Monday, September 3, 2012

against unschooling judaics

today was one of those days that makes me think that unschooling is not the answer.  we spent a week by my parents and chana asked if she could have a vacation from chumash (according to unschooling philosophy, if the child needs a "vacation" then we're approaching it wrong..).  i acceded. 

so today we got back into it.  i asked her if she wanted to do it now or later.  she chose now and finished up what she was doing.  she chose to chazer shlishi (i let her choose which aliya), and did it herself, asking for 2 words.  then we went over the beginning of revii together.  (she started doing it herself, but soon needed me to sit next to her and provide word translation and also general phrase translation.)  after barely remembering the new pesukim from last time (probably because it had been so long since we did them and she didn't have any review of them at all soon after she learned them) and the new pasuk being complicated, i told her to just do those 2 pesukim again and we wouldn't do any more.  2 pesukim (or really just one new one) is rather sparse compared to how much she usually covers. 

one thing i have to watch out for is that if she gets too emotionally overloaded during pshat, she doesn't have mental energy left for rashi.  and we've been doing a LOT of rashi. 

so even before we started she was getting whelmed.  (i was going to say overwhelmed, but i must admit that she's come a long way in mastering herself, and while she was whelmed, she wasn't overwhelmed.)

i said, coaxingly, "just do as much as you can do."  and she insightfully said, "that means just keep going til i finish it all!" i laughed because that's true, and that lightened the atmosphere.
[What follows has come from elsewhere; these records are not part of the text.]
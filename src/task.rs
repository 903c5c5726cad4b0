//! # Task Control Block
//!
//! Defines the task record for KeelOS. Records live in a fixed arena owned
//! by the scheduler and are addressed by [`TaskId`]; list membership
//! (ready list, lock wait set, delay queue) is kept by the scheduler as
//! indices, so a record never holds pointers to its neighbours.
//!
//! Priorities are small integers: 0 is the idle level, larger is more
//! urgent. A record carries two priorities: the `base_priority` it was
//! created with, and the effective `priority` the scheduler uses, which
//! locks may raise temporarily (inheritance, aging).

use core::ptr;

use crate::config::{DEFAULT_STACK_WORDS, STACK_PAINT};

/// Scheduling priority. 0 is the idle level; larger is more urgent.
pub type Priority = u8;

/// Task entry point. The argument arrives in R0. Returning from the entry
/// function deletes the task.
pub type TaskEntry = extern "C" fn(usize);

// ---------------------------------------------------------------------------
// Identity
// ---------------------------------------------------------------------------

/// Handle of a task record: its index in the kernel's task arena.
#[derive(Debug, Clone, Copy, PartialEq, Eq, PartialOrd, Ord, Hash)]
#[cfg_attr(feature = "defmt", derive(defmt::Format))]
pub struct TaskId(u8);

impl TaskId {
    pub(crate) const fn new(index: usize) -> Self {
        Self(index as u8)
    }

    /// Arena index of this record.
    #[inline]
    pub const fn index(self) -> usize {
        self.0 as usize
    }
}

// ---------------------------------------------------------------------------
// Task state machine
// ---------------------------------------------------------------------------

/// Execution state of a task record.
///
/// "Running" is not a state of its own: the running task is the READY
/// record the context-switch path last dispatched.
///
/// ```text
///              create                  delay(n)
///   (Free) ──────────────► Ready ◄──────────────────► Delayed
///                          ▲  │  ▲      n ticks
///             release /    │  │  │
///             timeout      │  │  └──────── resume / wake / signal
///                          │  ▼                  ▲
///                        Blocked          Suspended, Hibernating
///
///   delete / restart:  any ──► PendingDelete / PendingRestart
///                            ──(idle reclaim)──► Free / Ready
/// ```
#[derive(Debug, Clone, Copy, PartialEq, Eq)]
#[cfg_attr(feature = "defmt", derive(defmt::Format))]
pub enum TaskState {
    /// Arena slot is unused.
    Free,
    /// In its priority's ready list.
    Ready,
    /// Waiting in a lock's wait set, possibly also on the delay queue.
    Blocked,
    /// Pure timed wait on the delay queue.
    Delayed,
    /// Parked by `suspend` until `resume`.
    Suspended,
    /// Parked until `wake` or a signal arrives.
    Hibernating,
    /// Waiting for the maintenance path to rebuild its initial frame.
    PendingRestart,
    /// Waiting for the maintenance path to release its storage.
    PendingDelete,
}

/// State a record enters right after creation.
#[derive(Debug, Clone, Copy, PartialEq, Eq)]
#[cfg_attr(feature = "defmt", derive(defmt::Format))]
pub enum InitialState {
    Ready,
    Suspended,
    Hibernating,
}

/// Why a parked task was made ready again. Read back by the task when it
/// resumes so a timed-out wait can be told apart from success.
#[derive(Debug, Clone, Copy, PartialEq, Eq)]
#[cfg_attr(feature = "defmt", derive(defmt::Format))]
pub enum WakeStatus {
    /// Ownership of the awaited lock was handed over.
    Acquired,
    /// The bounded wait on a lock expired.
    TimedOut,
    /// A `delay` ran its full length.
    Elapsed,
    /// `resume` or `wake` was called.
    Resumed,
    /// Signal bits were posted to a hibernating task.
    Signalled,
}

// ---------------------------------------------------------------------------
// Stack storage
// ---------------------------------------------------------------------------

/// Where a task's stack memory came from.
#[derive(Debug, Clone, Copy, PartialEq, Eq)]
#[cfg_attr(feature = "defmt", derive(defmt::Format))]
pub enum StackOrigin {
    /// Allocated from the kernel heap; released when the task is deleted.
    Heap,
    /// Supplied by the caller; the task can never be deleted.
    Caller,
}

/// Stack request in [`TaskOptions`].
pub enum StackSpec {
    /// Allocate this many words from the kernel heap.
    Heap { words: usize },
    /// Use caller-owned memory.
    Static(&'static mut [u32]),
}

/// Bounds of a task stack. Stacks grow down from `base + words`.
#[derive(Debug, Clone, Copy)]
pub struct StackRegion {
    base: *mut u32,
    words: usize,
    origin: StackOrigin,
}

impl StackRegion {
    pub const EMPTY: Self = Self {
        base: ptr::null_mut(),
        words: 0,
        origin: StackOrigin::Caller,
    };

    pub const fn new(base: *mut u32, words: usize, origin: StackOrigin) -> Self {
        Self { base, words, origin }
    }

    #[inline]
    pub fn base(&self) -> *mut u32 {
        self.base
    }

    #[inline]
    pub fn words(&self) -> usize {
        self.words
    }

    #[inline]
    pub fn origin(&self) -> StackOrigin {
        self.origin
    }

    /// One past the highest word of the stack.
    #[inline]
    pub fn top(&self) -> *mut u32 {
        self.base.wrapping_add(self.words)
    }

    /// Whether a saved stack pointer lies strictly above the canary word
    /// and no higher than the top of the region.
    pub fn contains(&self, sp: *const u32) -> bool {
        let sp = sp as usize;
        sp > self.base as usize && sp <= self.top() as usize
    }

    /// View the region as a slice.
    ///
    /// # Safety
    /// The region must be live and not aliased by a running task.
    pub unsafe fn as_mut_slice<'a>(&self) -> &'a mut [u32] {
        core::slice::from_raw_parts_mut(self.base, self.words)
    }

    /// Fill the whole region with [`STACK_PAINT`].
    ///
    /// # Safety
    /// Same requirements as [`as_mut_slice`](Self::as_mut_slice).
    pub unsafe fn paint(&self) {
        self.as_mut_slice().fill(STACK_PAINT);
    }

    /// The lowest word still holds the paint pattern.
    pub fn canary_intact(&self) -> bool {
        if self.base.is_null() {
            return true;
        }
        // SAFETY: base points at the first word of a live stack region.
        unsafe { ptr::read_volatile(self.base) == STACK_PAINT }
    }

    /// Number of words at the bottom of the stack that were never written
    /// (high-water mark, measured from below).
    pub fn unused_words(&self) -> usize {
        if self.base.is_null() {
            return 0;
        }
        // SAFETY: read-only scan of a live stack region.
        let words = unsafe { core::slice::from_raw_parts(self.base, self.words) };
        words.iter().take_while(|&&w| w == STACK_PAINT).count()
    }
}

// ---------------------------------------------------------------------------
// Creation options
// ---------------------------------------------------------------------------

/// Parameters for creating a task.
///
/// ```ignore
/// let opts = TaskOptions::new(3).name("sensor").stack_words(512).arg(7);
/// kernel::create_task(sensor_task, opts)?;
/// ```
pub struct TaskOptions {
    pub(crate) name: Option<&'static str>,
    pub(crate) priority: Priority,
    pub(crate) stack: StackSpec,
    pub(crate) arg: usize,
    pub(crate) initial: InitialState,
    pub(crate) suspendable: bool,
}

impl TaskOptions {
    pub fn new(priority: Priority) -> Self {
        Self {
            name: None,
            priority,
            stack: StackSpec::Heap {
                words: DEFAULT_STACK_WORDS,
            },
            arg: 0,
            initial: InitialState::Ready,
            suspendable: false,
        }
    }

    pub fn name(mut self, name: &'static str) -> Self {
        self.name = Some(name);
        self
    }

    /// Heap-allocate a stack of `words` words.
    pub fn stack_words(mut self, words: usize) -> Self {
        self.stack = StackSpec::Heap { words };
        self
    }

    /// Run on caller-owned memory. Such a task cannot be deleted.
    pub fn static_stack(mut self, stack: &'static mut [u32]) -> Self {
        self.stack = StackSpec::Static(stack);
        self
    }

    /// Value passed to the entry point.
    pub fn arg(mut self, arg: usize) -> Self {
        self.arg = arg;
        self
    }

    pub fn initial_state(mut self, state: InitialState) -> Self {
        self.initial = state;
        self
    }

    /// Allow `suspend` / `resume` on this task.
    pub fn suspendable(mut self, suspendable: bool) -> Self {
        self.suspendable = suspendable;
        self
    }
}

// ---------------------------------------------------------------------------
// Runtime accounting
// ---------------------------------------------------------------------------

/// Snapshot of a task's runtime counters.
#[derive(Debug, Clone, Copy, PartialEq, Eq)]
#[cfg_attr(feature = "defmt", derive(defmt::Format))]
pub struct TaskStats {
    /// Ticks during which this task was the running task.
    pub run_ticks: u32,
    /// Times the context-switch path selected this task.
    pub dispatches: u32,
    /// Stack size in words.
    pub stack_words: usize,
    /// Words at the bottom of the stack never touched so far.
    pub stack_unused: usize,
}

// ---------------------------------------------------------------------------
// Task Control Block
// ---------------------------------------------------------------------------

/// Task Control Block (TCB): everything the kernel knows about one task.
///
/// TCBs live in a fixed array inside the scheduler; a `Free` record is an
/// unused slot. All fields are mutated only inside the kernel critical
/// section.
pub struct TaskControlBlock {
    pub id: TaskId,
    pub name: Option<&'static str>,
    pub state: TaskState,

    /// Effective priority used for scheduling.
    pub priority: Priority,

    /// Priority assigned at creation or by `set_priority`.
    pub base_priority: Priority,

    /// Saved process stack pointer. Updated on every context switch.
    pub stack_pointer: *mut u32,

    pub stack: StackRegion,
    pub entry: Option<TaskEntry>,
    pub arg: usize,

    /// `suspend` / `resume` are permitted.
    pub suspendable: bool,

    /// Set when the task is made ready after a wait; consumed by the task.
    pub wake: Option<WakeStatus>,

    /// Lock whose wait set holds this record while `Blocked`.
    pub blocked_on: Option<crate::lock::LockId>,

    /// Priority at the moment the task joined an aging wait set.
    pub aged_from: Option<Priority>,

    /// Posted signal bits not yet taken.
    pub signals: u32,

    pub run_ticks: u32,
    pub dispatches: u32,
}

// Safety: the raw pointers refer to the task's own stack region, which is
// only touched inside the kernel critical section or by the task itself.
unsafe impl Send for TaskControlBlock {}
unsafe impl Sync for TaskControlBlock {}

impl TaskControlBlock {
    /// An unused arena slot.
    pub const EMPTY: Self = Self {
        id: TaskId(0),
        name: None,
        state: TaskState::Free,
        priority: 0,
        base_priority: 0,
        stack_pointer: ptr::null_mut(),
        stack: StackRegion::EMPTY,
        entry: None,
        arg: 0,
        suspendable: false,
        wake: None,
        blocked_on: None,
        aged_from: None,
        signals: 0,
        run_ticks: 0,
        dispatches: 0,
    };

    /// Fill a free slot for a new task. The stack frame is built
    /// separately by the port.
    pub fn init(
        &mut self,
        id: TaskId,
        entry: TaskEntry,
        options: &TaskOptions,
        stack: StackRegion,
    ) {
        *self = Self::EMPTY;
        self.id = id;
        self.name = options.name;
        self.priority = options.priority;
        self.base_priority = options.priority;
        self.stack = stack;
        self.entry = Some(entry);
        self.arg = options.arg;
        self.suspendable = options.suspendable;
    }

    /// Return the record to its just-created condition, keeping identity,
    /// entry point and stack.
    pub fn reset(&mut self) {
        self.priority = self.base_priority;
        self.wake = None;
        self.blocked_on = None;
        self.aged_from = None;
        self.signals = 0;
        self.run_ticks = 0;
        self.dispatches = 0;
    }

    #[inline]
    pub fn is_free(&self) -> bool {
        self.state == TaskState::Free
    }

    #[inline]
    pub fn is_ready(&self) -> bool {
        self.state == TaskState::Ready
    }

    /// Deletion or restart has been requested but not carried out.
    #[inline]
    pub fn is_pending_reclaim(&self) -> bool {
        matches!(self.state, TaskState::PendingDelete | TaskState::PendingRestart)
    }

    pub fn stats(&self) -> TaskStats {
        TaskStats {
            run_ticks: self.run_ticks,
            dispatches: self.dispatches,
            stack_words: self.stack.words(),
            stack_unused: self.stack.unused_words(),
        }
    }
}

// ---------------------------------------------------------------------------
// Unit tests (host-only)
// ---------------------------------------------------------------------------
so she was doing rashi, but complaining about it, but doing a really great job.  she was kvetching, but she was right at that point in education where i could see she was stretching, but not being pushed too hard.  exactly what good education is supposed to be.  exactly what is emotionally satisfying for the child. 

it turned out, about halfway through (i can't remember how long--probably about 20 min of intense reading and translating where she can usually do 40+ min), i judged that she really was hitting an emotional limit.  so we stopped, and either we'll pick it up tonight if it's quiet (hahahahahaha though a girl can dream) or tomorrow.

i feel like she's really making great strides in skills. 

i think about how all the rest of our lives is seamless, pleasant and relaxed (and chumash is, too) but she dislikes chumash and wishes she didn't have to do it, and i wonder if unschooling would provide that joy towards learning.  but i also love the day in day out learning and the gaining of skills and knowledge. 

this is why, even though i love unschooling and it calls me, i also do not feel compelled to promote it.  for parents who like structure and for kids who respond to it, structured schooling that still pays attention to the individuality of the child (and most homeschoolers, no matter how structured, do come to that, because the individualized attention demands it) is wonderful.

then again, the older i get, the less i feel compelled to promote anything.  you do what you want and i'll do what i want.  just don't kill me or legislate against me.  and we shall reap the consequences of our choices.  but i digress.  i just wanted to say that when you can hit that "sweet spot" in structure, where the child is being stretched but not painfully, structured education is a glory to behold.